Amy Winehouse, cremation and the traditional Jewish funeral

I couldn’t help notice various headlines like this one "Amy Winehouse cremated after traditional Jewish funeral service."

CNN’s Belief blog tackled the question of whether cremation is kosher:

Traditionally Jews do not cremate their dead because of the belief they will be resurrected when the messiah comes, said Nikki Saunders, a spokeswoman for Britain’s mainstream Orthodox movement, the United Synagogue.

"That can only happen if your body is intact," Saunders said.

More liberal Jews don’t have that concern, though, explained Ben Rich of the Movement for Reform Judaism in the UK.

"Physical resurrection isn’t something that progressive Jews believe in, so that isn’t a concern," he said. Progressive Jews also don’t accept the Orthodox belief that cremation is the mutilation of a corpse, he said, since it is done respectfully, not maliciously.

"We have therefore been happy to allow cremation for those who want it," he said, calling it "extremely common. It wouldn’t be anything to raise an eyebrow about in the progressive movement."

In fact, he argued, there is Biblical precedent for cremation.

Tradition is one thing, what Jews are actually doing is often another. Check out Sue Fishkoff’s JTA story from 2009 titled "National Jewish burial society tries to stem increased cremation":

With cremation on the rise and more Jewish cemeteries accepting ashes for burial, a national organization of Jewish burial societies is trying to promote traditional in-ground burial among liberal Jews. …
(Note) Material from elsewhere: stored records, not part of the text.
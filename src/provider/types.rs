//! Wire shapes of the game-server provider API

use crate::types::MatchId;
use serde::{Deserialize, Serialize};

/// Provider team label for our team A
pub const TEAM_A_LABEL: &str = "team1";
/// Provider team label for our team B
pub const TEAM_B_LABEL: &str = "team2";

/// Request to create a dedicated server for a match
#[derive(Debug, Clone, PartialEq, Serialize, Deserialize)]
pub struct ServerSpec {
    pub match_id: MatchId,
    pub map: String,
    pub location: String,
    pub team1_steam_ids: Vec<String>,
    pub team2_steam_ids: Vec<String>,
}

/// Server handed back by the provider once it is ready
#[derive(Debug, Clone, PartialEq, Eq, Serialize, Deserialize)]
pub struct ServerAssignment {
    pub server_id: String,
    /// Id of the provider-side match resource polled by ingestion
    pub provider_match_id: String,
    pub ip: String,
    pub port: u16,
}

impl ServerAssignment {
    pub fn address(&self) -> String {
        format!("{}:{}", self.ip, self.port)
    }
}

/// Provider match resource
#[derive(Debug, Clone, Default, PartialEq, Serialize, Deserialize)]
pub struct ProviderMatch {
    pub id: String,
    #[serde(default)]
    pub finished: bool,
    #[serde(default)]
    pub players: Vec<ProviderPlayer>,
}

#[derive(Debug, Clone, PartialEq, Serialize, Deserialize)]
pub struct ProviderPlayer {
    pub steam_id_64: String,
    pub team: String,
    #[serde(default)]
    pub connected: bool,
    #[serde(default)]
    pub stats: ProviderPlayerStats,
}

/// Per-player counters. `score` is the in-game point total, not rounds.
#[derive(Debug, Clone, Default, PartialEq, Eq, Serialize, Deserialize)]
#[serde(default)]
pub struct ProviderPlayerStats {
    pub kills: u32,
    pub deaths: u32,
    pub assists: u32,
    pub mvps: u32,
    pub score: u32,
    pub headshots: u32,
}
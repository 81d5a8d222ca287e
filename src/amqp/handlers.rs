//! Consumer for player commands stamped by the identity gateway

use crate::amqp::messages::MessageUtils;
use crate::error::{MatchmakingError, Result};
use crate::types::PlayerCommand;
use amqprs::{
    channel::{BasicAckArguments, BasicCancelArguments, BasicConsumeArguments, Channel},
    consumer::AsyncConsumer,
    BasicProperties, Deliver,
};
use async_trait::async_trait;
use std::sync::Arc;
use std::time::Instant;
use tracing::{debug, error, info, warn};

/// Executes one player command against the engine
#[async_trait]
pub trait CommandHandler: Send + Sync {
    async fn handle_command(&self, command: PlayerCommand) -> Result<()>;

    /// Called for every command that could not be parsed or failed
    async fn handle_error(&self, error: MatchmakingError, message_data: &[u8]);
}

/// Consumer bound to the player command queue
pub struct PlayerCommandConsumer {
    handler: Arc<dyn CommandHandler>,
    channel: Channel,
    consumer_tag: String,
}

impl PlayerCommandConsumer {
    pub fn new(handler: Arc<dyn CommandHandler>, channel: Channel) -> Self {
        Self {
            handler,
            channel,
            consumer_tag: format!("matchforge-commands-{}", uuid::Uuid::new_v4()),
        }
    }

    pub async fn start_consuming(&self, queue_name: &str) -> Result<()> {
        let args = BasicConsumeArguments::new(queue_name, &self.consumer_tag);
        self.channel
            .basic_consume(CommandConsumer::new(self.handler.clone()), args)
            .await
            .map_err(|e| MatchmakingError::Messaging {
                message: format!("Failed to start consuming: {}", e),
            })?;

        info!("Consuming player commands from {}", queue_name);
        Ok(())
    }

    pub async fn stop_consuming(&self) -> Result<()> {
        self.channel
            .basic_cancel(BasicCancelArguments::new(&self.consumer_tag))
            .await
            .map_err(|e| MatchmakingError::Messaging {
                message: format!("Failed to stop consuming: {}", e),
            })?;
        info!("Stopped consuming player commands");
        Ok(())
    }
}

struct CommandConsumer {
    handler: Arc<dyn CommandHandler>,
}

impl CommandConsumer {
    fn new(handler: Arc<dyn CommandHandler>) -> Self {
        Self { handler }
    }
}

#[async_trait]
impl AsyncConsumer for CommandConsumer {
    async fn consume(
        &mut self,
        channel: &Channel,
        deliver: Deliver,
        _basic_properties: BasicProperties,
        content: Vec<u8>,
    ) {
        let delivery_tag = deliver.delivery_tag();
        let started = Instant::now();
        debug!(
            "Command delivered - tag: {}, size: {} bytes",
            delivery_tag,
            content.len()
        );

        match dispatch(self.handler.as_ref(), &content).await {
            Ok(()) => debug!(
                "Command {} handled in {:.2}ms",
                delivery_tag,
                started.elapsed().as_secs_f64() * 1000.0
            ),
            Err(e) => {
                if e.is_user_facing() {
                    info!("Command {} rejected: {}", delivery_tag, e);
                } else {
                    error!("Command {} failed: {}", delivery_tag, e);
                }
                self.handler.handle_error(e, &content).await;
            }
        }

        // commands are not redelivered: a rejected command stays rejected
        if let Err(e) = channel
            .basic_ack(BasicAckArguments::new(delivery_tag, false))
            .await
        {
            warn!("Failed to ack command {}: {}", delivery_tag, e);
        }
    }
}

/// Parse a raw command and hand it to `handler`
pub async fn dispatch(handler: &dyn CommandHandler, content: &[u8]) -> Result<()> {
    let command = MessageUtils::deserialize_command(content)?;
    debug!("{} sent {:?}", command.user_id, command.action);
    handler.handle_command(command).await
}

/// Records every command and error, for tests
#[derive(Default)]
pub struct MockCommandHandler {
    pub received: tokio::sync::Mutex<Vec<PlayerCommand>>,
    pub errors: tokio::sync::Mutex<Vec<MatchmakingError>>,
}

impl MockCommandHandler {
    pub fn new() -> Self {
        Self::default()
    }
}

#[async_trait]
impl CommandHandler for MockCommandHandler {
    async fn handle_command(&self, command: PlayerCommand) -> Result<()> {
        self.received.lock().await.push(command);
        Ok(())
    }

    async fn handle_error(&self, error: MatchmakingError, _message_data: &[u8]) {
        self.errors.lock().await.push(error);
    }
}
Rabbi Stephen Pearce of San Francisco’s Reform Congregation Emanu-El said more than 50 percent of the funerals in his congregation involve cremation — a number other participants found extremely high, although they all acknowledged that cremation was on the rise in their communities.

Dan Brodsky of the New Mount Sinai Cemetery in St. Louis said 19 percent of the burials in his cemetery involve cremains, whereas three years ago the number was in the single digits.

Nationally, Rabbi Richard Address, director of Jewish family concerns for the Union for Reform Judaism, said he has noticed “a slight” increase in cremation among the Reform communities he visits.

As for the service:

A rabbi led the Jewish service, which included prayers in English and Hebrew and ended with Carole King’s "So Far Away," one of Winehouse’s favorite songs.